Human remains discovered at a remote western Montana campsite were identified Sunday as those of Dylan Groene, 9, the boy who disappeared nearly two months ago after his brother, mother and her boyfriend were slain.
The announcement from Kootenai County officials confirmed that Dylan's sister Shasta, 8, was the only survivor of the brutal attacks that began the night authorities believe Joseph E. Duncan III appeared at her mother's rural Coeur d'Alene home.
When police found the bound and beaten bodies of the children's mother, 13-year-old brother and mother's boyfriend on May 16, Shasta and Dylan were gone.
There was no sign of the children until six weeks later, when a waitress spotted Shasta in a local diner with an older man and called police. The man was Duncan, a registered sex offender from North Dakota. He was arrested, and interviews with Shasta led investigators to the remote campsite where the human remains were found.
"According to the FBI lab in Quantico, Virginia, the remains found last week in Montana have been positively identified as Dylan Groene," sheriff's Capt. Ben Wolfinger announced Sunday. He said investigators were continuing to follow other leads.
Wolfinger declined to provide more details or answer questions, citing the ongoing investigation and sensitivity for the Groene family. Shasta, who was kept at a hospital for several days after she was found, has been reunited with her father.
Duncan, 42, is charged with two counts of first-degree kidnapping, and authorities have said he could face more charges.

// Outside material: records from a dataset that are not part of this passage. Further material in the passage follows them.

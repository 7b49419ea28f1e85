//! Implementation of `wgo vendor`.
//!
//! Promotes external packages by copying them into the primary gopath's
//! `src` tree. The `vendor` tool is not involved.

use std::ffi::OsString;

use anyhow::Result;

use crate::core::Workspace;
use crate::ops::reconcile::{promote_plan, PromoteStep};
use crate::ops::resolve::resolve_external_packages;
use crate::tools::PackageLister;
use crate::util::fs::copy_dir_atomic;

/// Options for promoting packages into the workspace.
#[derive(Debug, Clone, Default)]
pub struct PromoteOptions {
    /// Packages or patterns to promote dependencies of
    pub targets: Vec<String>,

    /// Caller's `GOPATH`
    pub inherited_gopath: Option<OsString>,
}

/// Copy every external dependency of `targets` into the primary gopath.
///
/// `on_copy` is called with each step before its directory is copied.
/// Destinations that already exist are left untouched, so the operation can
/// be re-run after an interruption. Returns the steps that were applied.
pub fn promote(
    ws: &Workspace,
    lister: &dyn PackageLister,
    opts: &PromoteOptions,
    mut on_copy: impl FnMut(&PromoteStep),
) -> Result<Vec<PromoteStep>> {
    let resolution = resolve_external_packages(
        ws,
        lister,
        &opts.targets,
        opts.inherited_gopath.as_deref(),
    )?;

    let mut applied = Vec::new();
    for step in promote_plan(ws, &resolution) {
        // A parent package copied earlier in this run may already contain it.
        let destination = ws.root().join(&step.destination);
        if destination.exists() {
            tracing::debug!("{} copied with its parent", step.import_path);
            continue;
        }
        on_copy(&step);
        copy_dir_atomic(&step.source, &destination)?;
        applied.push(step);
    }

    tracing::info!(
        "promoted {} packages into {}",
        applied.len(),
        ws.primary_gopath()
    );
    Ok(applied)
}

Authorities have said they think he alone is responsible for the attack at the children's home in May. Kootenai County Sheriff Rocky Watson has said that the family appeared to have been chosen at random, but that the attack was carefully planned and that the motive may have been to acquire the children for sex.
Kidnapping in Idaho can carry the death penalty, but authorities have not yet said whether they will seek that punishment. Prosecutors also say Duncan ultimately may face federal charges.
FBI officials have said they think the children were with Duncan in the Lolo National Forest of northwestern Montana for at least part of the time they were missing.
Duncan is scheduled to enter a plea at a July 19 hearing, and public defender Lynn Nelson has asked that the judge set bail.